Brookville Borough Council Tables Parking Ordinance

BROOKVILLE, Pa. (EYT) — The proposed parking ordinance for the Borough of Brookville will remain just that.

Council opted to table the ordinance at Tuesday’s meeting after a number of residents voiced their concerns about certain parts of it.

Sandy Snyder had questions about the part of the ordinance that says parking is not allowed in the front yard of a residence unless it is on an improved surface.

“I have two cars in my front yard, does that mean I’m in violation?” Snyder said. “I bought that car, I bought that land, I pay the taxes on the land, but I can’t park my cars there.”

Borough solicitor Jim Dennison explained that there are certain considerations, such as aesthetics.

“Many boroughs have this type of ordinance, you don’t want to have mud bogs in the front yard, it reduces the property values and there is an issue with parking in town,” Dennison said.

Police Chief Jason Brown also explained some of the reasoning behind that specific part of the ordinance.

5:16:16 bkvl chief police jason brown

“One reason is that utility lines are often buried in the front yard and if a vehicle is parked in an area long enough and creates a hole there could be a situation where water and electric lines are affected and then they have to be dug up and that gets the borough involved and that costs money.
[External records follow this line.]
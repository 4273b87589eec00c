use std::sync::Arc;

use axum::{
    Json, Router,
    extract::{Path, State},
    routing::get,
};
use axum_extra::extract::WithRejection;
use crates::{
    domain::{
        repositories::item_types::ItemTypeRepository,
        value_objects::{
            acks::DeletedModel,
            item_types::{CreateItemTypeModel, ItemTypeModel, UpdateItemTypeModel},
        },
    },
    infra::db::{
        postgres::postgres_connection::PgPoolSquad, repositories::item_types::ItemTypePostgres,
    },
};
use uuid::Uuid;

use crate::{
    auth::AuthUser,
    axum_http::error_responses::ApiResponse,
    usecases::{UseCaseError, item_types::ItemTypeUseCase},
};

pub fn routes(db_pool: Arc<PgPoolSquad>) -> Router {
    let item_type_repository = ItemTypePostgres::new(Arc::clone(&db_pool));
    let item_type_usecase = ItemTypeUseCase::new(Arc::new(item_type_repository));

    Router::new()
        .route("/", get(list).post(create))
        .route("/:type_id", get(get_type).patch(update).delete(delete_type))
        .with_state(Arc::new(item_type_usecase))
}

pub async fn create<T>(
    State(item_type_usecase): State<Arc<ItemTypeUseCase<T>>>,
    auth: AuthUser,
    WithRejection(Json(model), _): WithRejection<Json<CreateItemTypeModel>, UseCaseError>,
) -> Result<ApiResponse<ItemTypeModel>, UseCaseError>
where
    T: ItemTypeRepository + Send + Sync + 'static,
{
    auth.require_admin()?;

    Ok(ApiResponse::created(
        item_type_usecase.create(auth.user_id, model).await?,
    ))
}

pub async fn list<T>(
    State(item_type_usecase): State<Arc<ItemTypeUseCase<T>>>,
) -> Result<ApiResponse<Vec<ItemTypeModel>>, UseCaseError>
where
    T: ItemTypeRepository + Send + Sync + 'static,
{
    Ok(ApiResponse::ok(item_type_usecase.list().await?))
}

pub async fn get_type<T>(
    State(item_type_usecase): State<Arc<ItemTypeUseCase<T>>>,
    WithRejection(Path(type_id), _): WithRejection<Path<Uuid>, UseCaseError>,
) -> Result<ApiResponse<ItemTypeModel>, UseCaseError>
where
    T: ItemTypeRepository + Send + Sync + 'static,
{
    Ok(ApiResponse::ok(item_type_usecase.get(type_id).await?))
}

pub async fn update<T>(
    State(item_type_usecase): State<Arc<ItemTypeUseCase<T>>>,
    auth: AuthUser,
    WithRejection(Path(type_id), _): WithRejection<Path<Uuid>, UseCaseError>,
    WithRejection(Json(model), _): WithRejection<Json<UpdateItemTypeModel>, UseCaseError>,
) -> Result<ApiResponse<ItemTypeModel>, UseCaseError>
where
    T: ItemTypeRepository + Send + Sync + 'static,
{
    auth.require_admin()?;

    Ok(ApiResponse::ok(
        item_type_usecase
            .update(type_id, auth.user_id, model)
            .await?,
    ))
}

pub async fn delete_type<T>(
    State(item_type_usecase): State<Arc<ItemTypeUseCase<T>>>,
    auth: AuthUser,
    WithRejection(Path(type_id), _): WithRejection<Path<Uuid>, UseCaseError>,
) -> Result<ApiResponse<DeletedModel>, UseCaseError>
where
    T: ItemTypeRepository + Send + Sync + 'static,
{
    auth.require_admin()?;

    Ok(ApiResponse::ok(item_type_usecase.delete(type_id).await?))
}
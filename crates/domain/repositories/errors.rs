use thiserror::Error;

/// Constraint failures the storage layer reports in a typed form.
/// Repositories return them inside `anyhow::Error`; use cases downcast.
#[derive(Debug, Error, PartialEq, Eq)]
pub enum RepositoryError {
    #[error("unique constraint violated: {0}")]
    UniqueViolation(String),

    #[error("foreign key constraint violated: {0}")]
    ForeignKeyViolation(String),
}

impl RepositoryError {
    pub fn from_anyhow(err: &anyhow::Error) -> Option<&RepositoryError> {
        err.downcast_ref::<RepositoryError>()
    }
}
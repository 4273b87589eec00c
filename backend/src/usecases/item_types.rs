use std::sync::Arc;

use chrono::Utc;
use crates::domain::{
    entities::item_types::{InsertItemTypeEntity, UpdateItemTypeEntity},
    repositories::item_types::ItemTypeRepository,
    value_objects::{
        acks::DeletedModel,
        item_types::{CreateItemTypeModel, ItemTypeModel, UpdateItemTypeModel},
        slugs::{normalize_name, slugify},
    },
};
use tracing::{error, info};
use uuid::Uuid;

use super::{UseCaseError, UseCaseResult};

const DUPLICATE_TYPE: &str = "an item type with that name already exists";

pub struct ItemTypeUseCase<T>
where
    T: ItemTypeRepository + Send + Sync + 'static,
{
    item_type_repo: Arc<T>,
}

impl<T> ItemTypeUseCase<T>
where
    T: ItemTypeRepository + Send + Sync + 'static,
{
    pub fn new(item_type_repo: Arc<T>) -> Self {
        Self { item_type_repo }
    }

    pub async fn create(
        &self,
        created_by: Uuid,
        model: CreateItemTypeModel,
    ) -> UseCaseResult<ItemTypeModel> {
        let (name, slug) = name_and_slug(&model.name)?;

        if self
            .item_type_repo
            .exists_by_name_or_slug(&name, &slug, None)
            .await?
        {
            return Err(UseCaseError::Conflict(DUPLICATE_TYPE.to_string()));
        }

        let item_type = self
            .item_type_repo
            .create(InsertItemTypeEntity {
                name,
                slug,
                created_by,
            })
            .await
            .map_err(|err| {
                error!(db_error = ?err, "item_types: failed to create type");
                UseCaseError::from_write(err, DUPLICATE_TYPE)
            })?;

        info!(type_id = %item_type.id, slug = %item_type.slug, "item_types: type created");

        Ok(item_type.into())
    }

    pub async fn list(&self) -> UseCaseResult<Vec<ItemTypeModel>> {
        let types = self.item_type_repo.list().await?;
        Ok(types.into_iter().map(ItemTypeModel::from).collect())
    }

    pub async fn get(&self, type_id: Uuid) -> UseCaseResult<ItemTypeModel> {
        self.item_type_repo
            .find_by_id(type_id)
            .await?
            .map(ItemTypeModel::from)
            .ok_or_else(|| UseCaseError::NotFound("item type not found".to_string()))
    }

    pub async fn update(
        &self,
        type_id: Uuid,
        updated_by: Uuid,
        model: UpdateItemTypeModel,
    ) -> UseCaseResult<ItemTypeModel> {
        let raw_name = model
            .name
            .ok_or_else(|| UseCaseError::Validation("nothing to update".to_string()))?;
        let (name, slug) = name_and_slug(&raw_name)?;

        if self
            .item_type_repo
            .exists_by_name_or_slug(&name, &slug, Some(type_id))
            .await?
        {
            return Err(UseCaseError::Conflict(DUPLICATE_TYPE.to_string()));
        }

        let item_type = self
            .item_type_repo
            .update(
                type_id,
                UpdateItemTypeEntity {
                    name,
                    slug,
                    updated_by,
                    updated_at: Utc::now(),
                },
            )
            .await
            .map_err(|err| {
                error!(%type_id, db_error = ?err, "item_types: failed to update type");
                UseCaseError::from_write(err, DUPLICATE_TYPE)
            })?
            .ok_or_else(|| UseCaseError::NotFound("item type not found".to_string()))?;

        Ok(item_type.into())
    }

    pub async fn delete(&self, type_id: Uuid) -> UseCaseResult<DeletedModel> {
        let deleted = self.item_type_repo.delete(type_id).await.map_err(|err| {
            error!(%type_id, db_error = ?err, "item_types: failed to delete type");
            UseCaseError::from_write(err, "item type is still referenced")
        })?;

        if !deleted {
            return Err(UseCaseError::NotFound("item type not found".to_string()));
        }

        info!(%type_id, "item_types: type deleted");

        Ok(DeletedModel { deleted })
    }
}

/// Lowercased name and its slug. Blank names are rejected.
fn name_and_slug(raw: &str) -> UseCaseResult<(String, String)> {
    let name = normalize_name(raw).to_lowercase();
    if name.is_empty() {
        return Err(UseCaseError::Validation("name is required".to_string()));
    }
    let slug = slugify(&name);
    Ok((name, slug))
}

#[cfg(test)]
mod tests {
    use crates::domain::{
        entities::item_types::ItemTypeEntity, repositories::item_types::MockItemTypeRepository,
    };

    use super::*;

    fn entity(name: &str, slug: &str) -> ItemTypeEntity {
        let now = Utc::now();
        ItemTypeEntity {
            id: Uuid::new_v4(),
            name: name.to_string(),
            slug: slug.to_string(),
            created_by: Uuid::new_v4(),
            updated_by: None,
            created_at: now,
            updated_at: now,
        }
    }

    #[tokio::test]
    async fn create_lowercases_name_and_derives_slug() {
        let mut repo = MockItemTypeRepository::new();
        repo.expect_exists_by_name_or_slug()
            .withf(|name, slug, exclude| {
                name == "servicios técnicos" && slug == "servicios-tecnicos" && exclude.is_none()
            })
            .returning(|_, _, _| Ok(false));
        repo.expect_create()
            .times(1)
            .returning(|insert| Ok(entity(&insert.name, &insert.slug)));

        let created = ItemTypeUseCase::new(Arc::new(repo))
            .create(
                Uuid::new_v4(),
                CreateItemTypeModel {
                    name: "  Servicios   Técnicos ".to_string(),
                },
            )
            .await
            .unwrap();

        assert_eq!(created.slug, "servicios-tecnicos");
    }

    #[tokio::test]
    async fn duplicate_name_is_a_conflict() {
        let mut repo = MockItemTypeRepository::new();
        repo.expect_exists_by_name_or_slug()
            .returning(|_, _, _| Ok(true));

        let result = ItemTypeUseCase::new(Arc::new(repo))
            .create(
                Uuid::new_v4(),
                CreateItemTypeModel {
                    name: "producto".to_string(),
                },
            )
            .await;

        assert!(matches!(result, Err(UseCaseError::Conflict(_))));
    }

    #[tokio::test]
    async fn rename_excludes_self_from_duplicate_check() {
        let type_id = Uuid::new_v4();
        let mut repo = MockItemTypeRepository::new();
        repo.expect_exists_by_name_or_slug()
            .withf(move |_, _, exclude| *exclude == Some(type_id))
            .returning(|_, _, _| Ok(false));
        repo.expect_update()
            .withf(|_, changes| changes.slug == "insumos")
            .returning(|_, changes| Ok(Some(entity(&changes.name, &changes.slug))));

        let updated = ItemTypeUseCase::new(Arc::new(repo))
            .update(
                type_id,
                Uuid::new_v4(),
                UpdateItemTypeModel {
                    name: Some("Insumos".to_string()),
                },
            )
            .await
            .unwrap();

        assert_eq!(updated.name, "insumos");
    }

    #[tokio::test]
    async fn empty_patch_and_blank_name_are_rejected() {
        let usecase = ItemTypeUseCase::new(Arc::new(MockItemTypeRepository::new()));

        let empty = usecase
            .update(Uuid::new_v4(), Uuid::new_v4(), UpdateItemTypeModel::default())
            .await;
        assert!(matches!(empty, Err(UseCaseError::Validation(_))));

        let blank = usecase
            .create(
                Uuid::new_v4(),
                CreateItemTypeModel {
                    name: "   ".to_string(),
                },
            )
            .await;
        assert!(matches!(blank, Err(UseCaseError::Validation(_))));
    }
}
Brown also explained that the parking surface does not have to be paved.

“It can be stone or gravel, it doesn’t have to be paved,” Brown said.

Another resident, Frank Rosman, asked about whether parking his boat in a side yard would be a violation.

Brown assured him it wouldn’t be.

Snyder was concerned that with the new ordinance, certain people may be singled out.

“We’re not singling people out,” Brown said. “Our officers will use common sense and discretion in issuing tickets.”

Brown also explained that there would be a grace period after the ordinance was approved and he said everyone understand that it wasn’t reasonable for people to do anything with creating an improved surface.”

“We haven’t even decided how long that would be. It could be 45 days, it could be 90 days. It’s something we still have yet to determine.”

When the residents had spoken, it prompted council member Karen Allgeier to make a motion to table the ordinance until resident had more time to digest the ordinance and understand what it meant.

Council President Pro-Tem Bill Kutz seconded the motion and council voted to table it. Council member Clarinda Darr voted against it.

Council member Steve Hoak, who earlier had resigned his seat since he has relocated to Louisville, Ky. to open an insurance agency there, said he hoped that council wouldn’t let the ordinance die without approving it.

“A lot of work went into this and there are things that needed to be addressed and I believe we did. I hope it is approved,” Hoak said.

The next chance for adoption of the parking ordinance will be the next meeting, which is scheduled for Tuesday, Jan. 3.